If a set of arguments to your polyhedron function can't be converted to a Nef polyhedron, then it doesn't have a well defined inside and outside, and it doesn't have a distance function.

So in what sense is "not every polyhedron is a Nef polyhedron"? Many geometers define a polyhedron as a mesh of polygonal faces embedded in 3D, and they allow strange things like colinear faces, intersecting faces, and overlapping faces. A polyhedron is defined by its surface, and not by the volume it encloses. Some polyhedra are "non-orientable" (one sided), and don't enclose a volume.

For example, the Tetrahemihexahedron has intersecting faces, and is "non-orientable". It is not a solid object, and it lacks the property that each face has a side facing the interior, and a side facing the exterior. You could convert this to a solid object by removing the self intersections, by subdividing the square faces and adding additional vertexes and edges. The result is no longer a Tetrahemihexahedron, but now you can define a distance function, and now you can convert it to Nef representation.
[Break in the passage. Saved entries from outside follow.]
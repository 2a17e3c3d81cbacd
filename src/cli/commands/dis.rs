//! `relief dis` command - Disaster management

use chrono::NaiveDate;
use clap::Subcommand;
use miette::Result;

use crate::cli::helpers::{print_created, print_done, Session};
use crate::cli::table::{print_count, print_list, print_one};
use crate::cli::GlobalOpts;
use crate::core::filter::DisasterFilter;
use crate::core::identity::{EntityId, EntityPrefix};
use crate::entities::Disaster;

#[derive(Subcommand, Debug)]
pub enum DisCommands {
    /// Record a new disaster
    New(NewArgs),

    /// List disasters, optionally filtered
    List(ListArgs),

    /// Show a disaster's details
    Show(ShowArgs),

    /// Replace a disaster's fields
    Edit(EditArgs),

    /// Delete a disaster (donations referencing it are kept)
    Rm(ShowArgs),

    /// Count disasters that occurred strictly after a date
    CountAfter(CountAfterArgs),
}

#[derive(clap::Args, Debug)]
pub struct NewArgs {
    /// Disaster name (required)
    #[arg(long, short = 'n')]
    pub name: String,

    #[arg(long, short = 'd')]
    pub description: Option<String>,

    #[arg(long, short = 'l')]
    pub location: Option<String>,

    /// Occurrence date (YYYY-MM-DD)
    #[arg(long)]
    pub date: Option<NaiveDate>,
}

#[derive(clap::Args, Debug)]
pub struct ListArgs {
    /// Name contains (case-insensitive)
    #[arg(long, short = 'n')]
    pub name: Option<String>,

    /// Location contains (case-insensitive)
    #[arg(long, short = 'l')]
    pub location: Option<String>,

    /// Occurred on or after (YYYY-MM-DD)
    #[arg(long)]
    pub from: Option<NaiveDate>,

    /// Occurred on or before (YYYY-MM-DD)
    #[arg(long)]
    pub to: Option<NaiveDate>,

    /// Show only count
    #[arg(long)]
    pub count: bool,
}

#[derive(clap::Args, Debug)]
pub struct ShowArgs {
    /// Disaster ID (DIS-...)
    pub id: EntityId,
}

/// Full-field update: omitted optional fields are cleared
#[derive(clap::Args, Debug)]
pub struct EditArgs {
    /// Disaster ID (DIS-...)
    pub id: EntityId,

    #[arg(long, short = 'n')]
    pub name: String,

    #[arg(long, short = 'd')]
    pub description: Option<String>,

    #[arg(long, short = 'l')]
    pub location: Option<String>,

    #[arg(long)]
    pub date: Option<NaiveDate>,
}

#[derive(clap::Args, Debug)]
pub struct CountAfterArgs {
    /// Reference date (YYYY-MM-DD), exclusive
    pub date: NaiveDate,
}

/// Run a disaster subcommand
pub fn run(cmd: DisCommands, mut session: Session, global: &GlobalOpts) -> Result<()> {
    match cmd {
        DisCommands::New(args) => run_new(args, &mut session, global),
        DisCommands::List(args) => run_list(args, &session, global),
        DisCommands::Show(args) => {
            let disaster = session.store.get::<Disaster>(&args.id)?;
            print_one(&disaster, global)
        }
        DisCommands::Edit(args) => run_edit(args, &mut session, global),
        DisCommands::Rm(args) => {
            session.store.delete::<Disaster>(&args.id)?;
            print_done(global, format!("Deleted disaster {}", args.id));
            Ok(())
        }
        DisCommands::CountAfter(args) => {
            let n = session.store.count_disasters_after(args.date)?;
            print_count("count", n as i64, global)
        }
    }
}

fn run_new(args: NewArgs, session: &mut Session, global: &GlobalOpts) -> Result<()> {
    let disaster = Disaster {
        id: EntityId::new(EntityPrefix::Dis),
        name: args.name,
        description: args.description,
        location: args.location,
        occurred_on: args.date,
    };
    session.store.insert(&disaster)?;
    print_created(global, "disaster", &disaster.id, &disaster.name);
    Ok(())
}

fn run_list(args: ListArgs, session: &Session, global: &GlobalOpts) -> Result<()> {
    let filter = DisasterFilter {
        name: args.name,
        location: args.location,
        start_date: args.from,
        end_date: args.to,
    };
    let disasters = session.store.search_disasters(&filter)?;

    if args.count {
        return print_count("count", disasters.len() as i64, global);
    }
    print_list(&disasters, global, "disaster(s)")
}

fn run_edit(args: EditArgs, session: &mut Session, global: &GlobalOpts) -> Result<()> {
    let disaster = Disaster {
        id: args.id,
        name: args.name,
        description: args.description,
        location: args.location,
        occurred_on: args.date,
    };
    session.store.update(&disaster)?;
    print_done(global, format!("Updated disaster {}", disaster.id));
    Ok(())
}
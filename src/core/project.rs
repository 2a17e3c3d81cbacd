//! Project discovery and structure

use std::path::{Path, PathBuf};

use miette::Diagnostic;
use thiserror::Error;

use crate::core::store::DATABASE_FILE;

/// Name of the directory that marks a project root
pub const PROJECT_DIR: &str = ".relief";

/// Represents a ledger project
#[derive(Debug)]
pub struct Project {
    /// Root directory of the project (parent of .relief/)
    root: PathBuf,
}

impl Project {
    /// Find project root by walking up from the current directory
    pub fn discover() -> Result<Self, ProjectError> {
        let current = std::env::current_dir()?;
        Self::discover_from(&current)
    }

    /// Find project root by walking up from the given directory
    pub fn discover_from(start: &Path) -> Result<Self, ProjectError> {
        let mut current = start.canonicalize()?;

        loop {
            if current.join(PROJECT_DIR).is_dir() {
                return Ok(Self { root: current });
            }

            if !current.pop() {
                return Err(ProjectError::NotFound {
                    searched_from: start.to_path_buf(),
                });
            }
        }
    }

    /// Create the project directory and a commented default config.
    ///
    /// With `force`, an existing project has its config rewritten; the
    /// ledger database is left untouched.
    pub fn init(path: &Path, force: bool) -> Result<Self, ProjectError> {
        let root = path.canonicalize().unwrap_or_else(|_| path.to_path_buf());

        let dir = root.join(PROJECT_DIR);
        if dir.exists() && !force {
            return Err(ProjectError::AlreadyExists(root));
        }

        std::fs::create_dir_all(&dir)?;
        std::fs::write(dir.join("config.yaml"), Self::default_config())?;

        Ok(Self { root })
    }

    fn default_config() -> &'static str {
        r#"# Relief Ledger project configuration

# Database file, relative to the project root
# database: .relief/ledger.db

# Log filter directive (e.g. "relief=debug"); RELIEF_LOG overrides it
# log: warn

# Status given to new donations when none is specified
# default_status: pending
"#
    }

    /// Get the project root directory
    pub fn root(&self) -> &Path {
        &self.root
    }

    /// Get the .relief directory
    pub fn relief_dir(&self) -> PathBuf {
        self.root.join(PROJECT_DIR)
    }

    pub fn config_path(&self) -> PathBuf {
        self.relief_dir().join("config.yaml")
    }

    /// Default database location
    pub fn database_path(&self) -> PathBuf {
        self.relief_dir().join(DATABASE_FILE)
    }
}

/// Errors that can occur during project operations
#[derive(Debug, Error, Diagnostic)]
pub enum ProjectError {
    #[error("not a relief project (searched from {searched_from:?})")]
    #[diagnostic(
        code(relief::project::not_found),
        help("run `relief init` to create one")
    )]
    NotFound { searched_from: PathBuf },

    #[error("relief project already exists at {0:?}")]
    #[diagnostic(code(relief::project::exists), help("use --force to rewrite its config"))]
    AlreadyExists(PathBuf),

    #[error("I/O error: {0}")]
    #[diagnostic(code(relief::io))]
    Io(#[from] std::io::Error),
}
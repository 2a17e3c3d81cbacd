//! Configuration management with layered hierarchy

use std::path::{Path, PathBuf};

use serde::Deserialize;
use thiserror::Error;
use tracing::warn;

use crate::core::Project;

/// Status given to new donations when neither the caller nor config names one
pub const DEFAULT_STATUS: &str = "pending";

/// Ledger configuration with layered hierarchy
#[derive(Debug, Default, Clone, PartialEq, Eq, Deserialize)]
#[serde(default)]
pub struct Config {
    /// Database file; relative paths resolve against the project root
    pub database: Option<PathBuf>,

    /// Log filter directive
    pub log: Option<String>,

    /// Status for new donations
    pub default_status: Option<String>,
}

impl Config {
    /// Load configuration from all sources, merging in priority order.
    /// Unusable files are logged and skipped.
    pub fn load(project: Option<&Project>) -> Self {
        let (config, skipped) = Self::load_collecting(project);
        skipped.iter().for_each(SkippedConfig::report);
        config
    }

    /// Like [`Config::load`], but hands skipped files back to the caller
    /// instead of logging them. Used before the subscriber is installed.
    pub fn load_collecting(project: Option<&Project>) -> (Self, Vec<SkippedConfig>) {
        let mut config = Config::default();
        let mut skipped = Vec::new();

        // 1. Built-in defaults (already in Default impl)

        // 2. Global user config (~/.config/relief/config.yaml)
        // 3. Project config (.relief/config.yaml)
        let files = Self::global_config_path()
            .into_iter()
            .chain(project.map(Project::config_path));
        for path in files {
            match Self::read_file(&path) {
                Ok(Some(layer)) => config.merge(layer),
                Ok(None) => {}
                Err(problem) => skipped.push(problem),
            }
        }

        // 4. Environment variables
        config.merge(Self::from_env());

        (config, skipped)
    }

    /// Parse a config file; a missing file is `Ok(None)`
    pub fn read_file(path: &Path) -> Result<Option<Self>, SkippedConfig> {
        if !path.exists() {
            return Ok(None);
        }
        let skipped = |reason: String| SkippedConfig {
            path: path.to_path_buf(),
            reason,
        };
        let contents = std::fs::read_to_string(path).map_err(|e| skipped(e.to_string()))?;
        let blank = contents
            .lines()
            .all(|l| l.trim().is_empty() || l.trim_start().starts_with('#'));
        if blank {
            return Ok(Some(Config::default()));
        }
        serde_yml::from_str::<Config>(&contents)
            .map(Some)
            .map_err(|e| skipped(e.to_string()))
    }

    fn from_env() -> Self {
        Config {
            database: std::env::var_os("RELIEF_DB").map(PathBuf::from),
            log: std::env::var("RELIEF_LOG").ok(),
            default_status: std::env::var("RELIEF_DEFAULT_STATUS").ok(),
        }
    }

    /// Get the path to the global config file
    fn global_config_path() -> Option<PathBuf> {
        directories::ProjectDirs::from("", "", "relief")
            .map(|dirs| dirs.config_dir().join("config.yaml"))
    }

    /// Merge another config into this one (other takes precedence)
    pub fn merge(&mut self, other: Config) {
        if other.database.is_some() {
            self.database = other.database;
        }
        if other.log.is_some() {
            self.log = other.log;
        }
        if other.default_status.is_some() {
            self.default_status = other.default_status;
        }
    }

    /// Status for a new donation
    pub fn default_status(&self) -> &str {
        self.default_status
            .as_deref()
            .filter(|s| !s.trim().is_empty())
            .unwrap_or(DEFAULT_STATUS)
    }

    /// Database file for `project`
    pub fn database_path(&self, project: &Project) -> PathBuf {
        match &self.database {
            Some(path) if path.is_absolute() => path.clone(),
            Some(path) => project.root().join(path),
            None => project.database_path(),
        }
    }
}

/// A config file that exists but could not be used
#[derive(Debug, Clone, PartialEq, Eq, Error)]
#[error("ignoring config {}: {reason}", path.display())]
pub struct SkippedConfig {
    pub path: PathBuf,
    pub reason: String,
}

impl SkippedConfig {
    pub fn report(&self) {
        warn!(path = %self.path.display(), reason = %self.reason, "ignoring malformed config");
    }
}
Removing self intersections is complicated, so an alternative is to restrict the polyhedron function to "well formed" polyhedra that have a distance function: they are 2-manifold, watertight, and non-self-intersecting. Which means no Tetrahemihexahedra.

[p-e-w]

@doug-moen FWIW, I believe that for a convex, bounded shape with an exact distance function d, the bounding box can be derived from d using something like the following algorithm:

1. a = 1
2. a = 2a
3. E = axis-aligned plane of distance a from the origin
4. Minimize d on E using a gradient descent algorithm, with the special property that if a point p with d(p) < 0 is encountered, we go to step 2. This descent should work in almost every case, because:
   • The shape is convex, so each point outside of it is minimally distant from exactly one surface point. Therefore, differentiability is not a concern outside of the shape.
   • If any iteration reaches the inside of the shape (d(p) < 0) the process stops. Therefore, differentiability is not a concern inside of the shape either.
   • Furthermore, I believe that the gradient of the distance function of a convex shape should be Lipschitz continuous except in a small region surrounding the nondifferentiable regions of the surface manifold. If true, this, together with the convexity of the distance function itself, would guarantee convergence to the minimum from almost all starting conditions.
5. We now have a plane E that does not intersect the shape and is exactly d_min away from its surface. Determine which side of E the shape lies on, then translate E by d_min into that direction. This plane is one side of the bounding box.
6. Apply the above steps mutatis mutandis to obtain the remaining sides of the bounding box.

This would seem to work for more than half of the shapes in the standard library at least.